== Task brief ==
Take the material below and reproduce, word for word, only the lines from the line with "1 + self.gallery.len()" through the line with "let term = term.to_lowercase();".

== Data ==

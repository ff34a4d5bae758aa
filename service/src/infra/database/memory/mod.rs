//! In-memory [`Database`] implementation.

mod impls;

use std::{collections::HashSet, path::Path, sync::Arc};

use config::{File, FileFormat, Source};
use derive_more::{Display, Error as StdError, From};
use serde::Deserialize;
use tracerr::Traced;

#[cfg(doc)]
use crate::infra::Database;
use crate::{
    domain::{listing, transaction, Listing, Transaction},
    infra::database,
};

/// Catalog compiled into the binary.
const BUILTIN_CATALOG: &str = include_str!("catalog.toml");

/// Read-only [`Database`] keeping the whole catalog in memory.
#[derive(Clone, Debug)]
pub struct InMemory(Arc<Catalog>);

impl InMemory {
    /// Creates a new [`InMemory`] [`Database`] with the catalog compiled into
    /// the binary.
    ///
    /// # Errors
    ///
    /// If the compiled catalog is malformed.
    pub fn builtin() -> Result<Self, Traced<database::Error>> {
        Self::from_source(File::from_str(BUILTIN_CATALOG, FileFormat::Toml))
    }

    /// Creates a new [`InMemory`] [`Database`] with the catalog loaded from
    /// the provided file.
    ///
    /// File format is detected by its extension.
    ///
    /// # Errors
    ///
    /// If the file cannot be read, or the catalog it contains is malformed.
    pub fn load(path: impl AsRef<Path>) -> Result<Self, Traced<database::Error>> {
        Self::from_source(File::from(path.as_ref()))
    }

    /// Creates a new [`InMemory`] [`Database`] with the catalog parsed from
    /// the provided [`Source`].
    fn from_source<S>(source: S) -> Result<Self, Traced<database::Error>>
    where
        S: Source + Send + Sync + 'static,
    {
        let catalog = config::Config::builder()
            .add_source(source)
            .build()
            .and_then(config::Config::try_deserialize::<Catalog>)
            .map_err(tracerr::from_and_wrap!(=> Error))
            .map_err(tracerr::map_from)?;
        catalog
            .validate()
            .map_err(tracerr::from_and_wrap!(=> database::Error))?;

        tracing::debug!(
            listings = catalog.listings.len(),
            transactions = catalog.transactions.len(),
            "catalog loaded",
        );

        Ok(Self(Arc::new(catalog)))
    }

    /// Returns all the [`Listing`]s in catalog order.
    #[must_use]
    pub fn listings(&self) -> &[Listing] {
        &self.0.listings
    }

    /// Returns all the [`Transaction`]s in catalog order.
    #[must_use]
    pub fn transactions(&self) -> &[Transaction] {
        &self.0.transactions
    }
}

/// Reference data of an [`InMemory`] [`Database`].
#[derive(Debug, Default, Deserialize)]
struct Catalog {
    /// [`Listing`]s available for browsing.
    #[serde(default)]
    listings: Vec<Listing>,

    /// History of [`Transaction`]s.
    #[serde(default)]
    transactions: Vec<Transaction>,
}

impl Catalog {
    /// Checks the invariants not expressed by the types themselves.
    fn validate(&self) -> Result<(), Error> {
        let mut ids = HashSet::with_capacity(self.listings.len());
        for listing in &self.listings {
            if !ids.insert(listing.id) {
                return Err(Error::DuplicateListing(listing.id));
            }
            if listing.price.is_negative() {
                return Err(Error::NegativePrice(listing.id));
            }
        }

        let mut codes = HashSet::with_capacity(self.transactions.len());
        for tx in &self.transactions {
            if !codes.insert(&tx.code) {
                return Err(Error::DuplicateTransaction(tx.code.clone()));
            }
        }

        Ok(())
    }
}

/// [`InMemory`] database error.
#[derive(Debug, Display, From, StdError)]
pub enum Error {
    /// Failed to read or parse a catalog.
    #[display("Failed to load catalog: {_0}")]
    Load(config::ConfigError),

    /// Several [`Listing`]s share the same [`listing::Id`].
    #[display("`Listing(id: {_0})` is defined more than once")]
    #[from(ignore)]
    DuplicateListing(#[error(not(source))] listing::Id),

    /// [`Listing`] is priced below zero.
    #[display("`Listing(id: {_0})` has negative price")]
    #[from(ignore)]
    NegativePrice(#[error(not(source))] listing::Id),

    /// Several [`Transaction`]s share the same [`transaction::Code`].
    #[display("`Transaction(code: {_0})` is defined more than once")]
    #[from(ignore)]
    DuplicateTransaction(#[error(not(source))] transaction::Code),
}

#[cfg(test)]
mod spec {
    use config::{File, FileFormat};

    use crate::infra::database;

    use super::{Error, InMemory};

    #[test]
    fn loads_builtin_catalog() {
        let db = InMemory::builtin().unwrap();

        assert_eq!(db.listings().len(), 6);
        assert_eq!(db.listings()[0].title.to_string(), "Apartamento Luxuoso no Centro");
        assert_eq!(db.listings()[0].price.to_string(), "850000BRL");
        assert_eq!(db.listings()[0].num_photos(), 5);
        assert_eq!(
            db.listings().iter().filter(|l| l.featured).count(),
            3,
        );

        assert_eq!(db.transactions().len(), 3);
        assert_eq!(db.transactions()[1].code.to_string(), "TXN-002");
        assert_eq!(
            db.transactions()[0].rating.map(|r| r.stars()),
            Some(5),
        );
    }

    #[test]
    fn rejects_duplicate_listings() {
        let toml = r#"
            [[listings]]
            id = 1
            title = "A"
            price = "1BRL"
            address = "Rua A"
            bedrooms = 1
            bathrooms = 1
            area = "10"
            category = "LOFT"
            image = "a.jpg"

            [[listings]]
            id = 1
            title = "B"
            price = "2BRL"
            address = "Rua B"
            bedrooms = 1
            bathrooms = 1
            area = "10"
            category = "LOFT"
            image = "b.jpg"
        "#;

        let err = InMemory::from_source(File::from_str(toml, FileFormat::Toml))
            .unwrap_err();

        assert!(matches!(
            err.as_ref(),
            database::Error::Memory(Error::DuplicateListing(id))
                if u32::from(*id) == 1,
        ));
    }

    #[test]
    fn rejects_negative_price() {
        let toml = r#"
            [[listings]]
            id = 7
            title = "A"
            price = "-1BRL"
            address = "Rua A"
            bedrooms = 1
            bathrooms = 1
            area = "10"
            category = "HOUSE"
            image = "a.jpg"
        "#;

        let err = InMemory::from_source(File::from_str(toml, FileFormat::Toml))
            .unwrap_err();

        assert!(matches!(
            err.as_ref(),
            database::Error::Memory(Error::NegativePrice(_)),
        ));
    }

    #[test]
    fn rejects_malformed_catalog() {
        let toml = r#"
            [[listings]]
            id = 1
            title = ""
        "#;

        let err = InMemory::from_source(File::from_str(toml, FileFormat::Toml))
            .unwrap_err();

        assert!(matches!(
            err.as_ref(),
            database::Error::Memory(Error::Load(_)),
        ));
    }
}
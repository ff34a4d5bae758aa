//! [`Listing`] definitions.

use std::{fmt, iter, str::FromStr};

use common::{define_kind, Money};
use derive_more::{AsRef, Display, From, Into};
use rust_decimal::Decimal;
use serde::{Deserialize, Serialize};

/// Property listed in the catalog.
///
/// [`Listing`]s are reference data: they are never created or modified
/// during a session.
#[derive(Clone, Debug, Deserialize, Eq, PartialEq, Serialize)]
pub struct Listing {
    /// ID of this [`Listing`].
    pub id: Id,

    /// [`Title`] of this [`Listing`].
    pub title: Title,

    /// Asking price of this [`Listing`].
    pub price: Money,

    /// [`Address`] of this [`Listing`].
    pub address: Address,

    /// Number of bedrooms.
    pub bedrooms: NumRooms,

    /// Number of bathrooms.
    pub bathrooms: NumRooms,

    /// Floor [`Area`] of this [`Listing`].
    pub area: Area,

    /// [`Category`] of this [`Listing`].
    pub category: Category,

    /// Indicator whether this [`Listing`] is promoted on the home page.
    #[serde(default)]
    pub featured: bool,

    /// Cover image of this [`Listing`].
    pub image: ImageUrl,

    /// Additional photos of this [`Listing`].
    #[serde(default)]
    pub gallery: Vec<ImageUrl>,
}

impl Listing {
    /// Returns all the photos of this [`Listing`], starting with its cover
    /// image.
    pub fn photos(&self) -> impl Iterator<Item = &ImageUrl> {
        iter::once(&self.image).chain(&self.gallery)
    }

    /// Returns the number of [`Listing::photos()`].
    #[must_use]
    pub fn num_photos(&self) -> usize {
        1 + self.gallery.len()
    }

    /// Checks whether the provided `term` occurs (case-insensitively) in the
    /// [`Title`] or [`Address`] of this [`Listing`].
    #[must_use]
    pub fn mentions(&self, term: &str) -> bool {
        let term = term.to_lowercase();
        let matches = |s: &str| s.to_lowercase().contains(&term);
        matches(self.title.as_ref()) || matches(self.address.as_ref())
    }
}

/// ID of a [`Listing`].
#[derive(
    Clone,
    Copy,
    Debug,
    Deserialize,
    Display,
    Eq,
    From,
    derive_more::FromStr,
    Hash,
    Into,
    Ord,
    PartialEq,
    PartialOrd,
    Serialize,
)]
#[serde(transparent)]
pub struct Id(u32);

/// Title of a [`Listing`].
#[derive(AsRef, Clone, Debug, Display, Eq, Hash, PartialEq, Serialize)]
#[as_ref(str, String)]
#[serde(transparent)]
pub struct Title(String);

impl Title {
    /// Creates a new [`Title`] if the given `title` is valid.
    #[must_use]
    pub fn new(title: impl Into<String>) -> Option<Self> {
        let title = title.into();
        Self::check(&title).then_some(Self(title))
    }

    /// Checks whether the given `title` is a valid [`Title`].
    fn check(title: impl AsRef<str>) -> bool {
        let title = title.as_ref();
        title.trim() == title && !title.is_empty() && title.len() <= 256
    }
}

impl FromStr for Title {
    type Err = &'static str;

    fn from_str(s: &str) -> Result<Self, Self::Err> {
        Self::new(s).ok_or("invalid `Title`")
    }
}

impl<'de> Deserialize<'de> for Title {
    fn deserialize<D: serde::Deserializer<'de>>(
        deserializer: D,
    ) -> Result<Self, D::Error> {
        String::deserialize(deserializer)?
            .parse()
            .map_err(serde::de::Error::custom)
    }
}

/// Street address of a [`Listing`].
#[derive(AsRef, Clone, Debug, Display, Eq, Hash, PartialEq, Serialize)]
#[as_ref(str, String)]
#[serde(transparent)]
pub struct Address(String);

impl Address {
    /// Creates a new [`Address`] if the given `address` is valid.
    #[must_use]
    pub fn new(address: impl Into<String>) -> Option<Self> {
        let address = address.into();
        Self::check(&address).then_some(Self(address))
    }

    /// Checks whether the given `address` is a valid [`Address`].
    fn check(address: impl AsRef<str>) -> bool {
        let address = address.as_ref();
        address.trim() == address && !address.is_empty() && address.len() <= 512
    }
}

impl FromStr for Address {
    type Err = &'static str;

    fn from_str(s: &str) -> Result<Self, Self::Err> {
        Self::new(s).ok_or("invalid `Address`")
    }
}

impl<'de> Deserialize<'de> for Address {
    fn deserialize<D: serde::Deserializer<'de>>(
        deserializer: D,
    ) -> Result<Self, D::Error> {
        String::deserialize(deserializer)?
            .parse()
            .map_err(serde::de::Error::custom)
    }
}

/// Number of rooms of some kind in a [`Listing`].
pub type NumRooms = u16;

/// Floor area of a [`Listing`] in square meters.
#[derive(Clone, Copy, Debug, Eq, Hash, Ord, PartialEq, PartialOrd, Serialize)]
#[serde(transparent)]
pub struct Area(Decimal);

impl Area {
    /// Creates a new [`Area`] if the given number of square meters is
    /// positive.
    #[must_use]
    pub fn new(square_meters: Decimal) -> Option<Self> {
        (square_meters > Decimal::ZERO).then_some(Self(square_meters))
    }

    /// Returns the number of square meters in this [`Area`].
    #[must_use]
    pub fn square_meters(self) -> Decimal {
        self.0
    }
}

impl fmt::Display for Area {
    fn fmt(&self, f: &mut fmt::Formatter<'_>) -> fmt::Result {
        write!(f, "{}m\u{b2}", self.0.normalize())
    }
}

impl FromStr for Area {
    type Err = &'static str;

    fn from_str(s: &str) -> Result<Self, Self::Err> {
        Decimal::from_str(s.trim())
            .ok()
            .and_then(Self::new)
            .ok_or("invalid `Area`")
    }
}

impl<'de> Deserialize<'de> for Area {
    fn deserialize<D: serde::Deserializer<'de>>(
        deserializer: D,
    ) -> Result<Self, D::Error> {
        String::deserialize(deserializer)?
            .parse()
            .map_err(serde::de::Error::custom)
    }
}

/// URL of a [`Listing`] photo.
#[derive(
    AsRef,
    Clone,
    Debug,
    Deserialize,
    Display,
    Eq,
    From,
    Hash,
    PartialEq,
    Serialize,
)]
#[as_ref(str, String)]
#[from(&str, String)]
#[serde(transparent)]
pub struct ImageUrl(String);

define_kind! {
    #[doc = "Category of a [`Listing`]."]
    enum Category {
        #[doc = "An apartment in a building."]
        Apartment = 1,

        #[doc = "A detached house."]
        House = 2,

        #[doc = "A penthouse on the top floor of a building."]
        Penthouse = 3,

        #[doc = "A converted open-plan loft."]
        Loft = 4,
    }
}

#[cfg(test)]
mod spec {
    use rust_decimal::Decimal;

    use super::{Address, Area, Category, Title};

    #[test]
    fn validates_text_fields() {
        assert!(Title::new("Loft Industrial no Centro").is_some());
        assert!(Title::new("").is_none());
        assert!(Title::new(" padded ").is_none());

        assert!(Address::new("Rua das Flores, 123 - Centro").is_some());
        assert!(Address::new("x".repeat(513)).is_none());
    }

    #[test]
    fn area_is_positive() {
        assert!(Area::new(Decimal::new(120, 0)).is_some());
        assert!(Area::new(Decimal::ZERO).is_none());
        assert!(Area::new(Decimal::NEGATIVE_ONE).is_none());

        assert_eq!("95".parse::<Area>().unwrap().to_string(), "95m\u{b2}");
    }

    #[test]
    fn category_parses_case_insensitively() {
        assert_eq!("apartment".parse::<Category>().unwrap(), Category::Apartment);
        assert_eq!("LOFT".parse::<Category>().unwrap(), Category::Loft);
        assert!("castle".parse::<Category>().is_err());
    }
}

== Completed task ==
        1 + self.gallery.len()
    }

    /// Checks whether the provided `term` occurs (case-insensitively) in the
    /// [`Title`] or [`Address`] of this [`Listing`].
    #[must_use]
    pub fn mentions(&self, term: &str) -> bool {
        let term = term.to_lowercase();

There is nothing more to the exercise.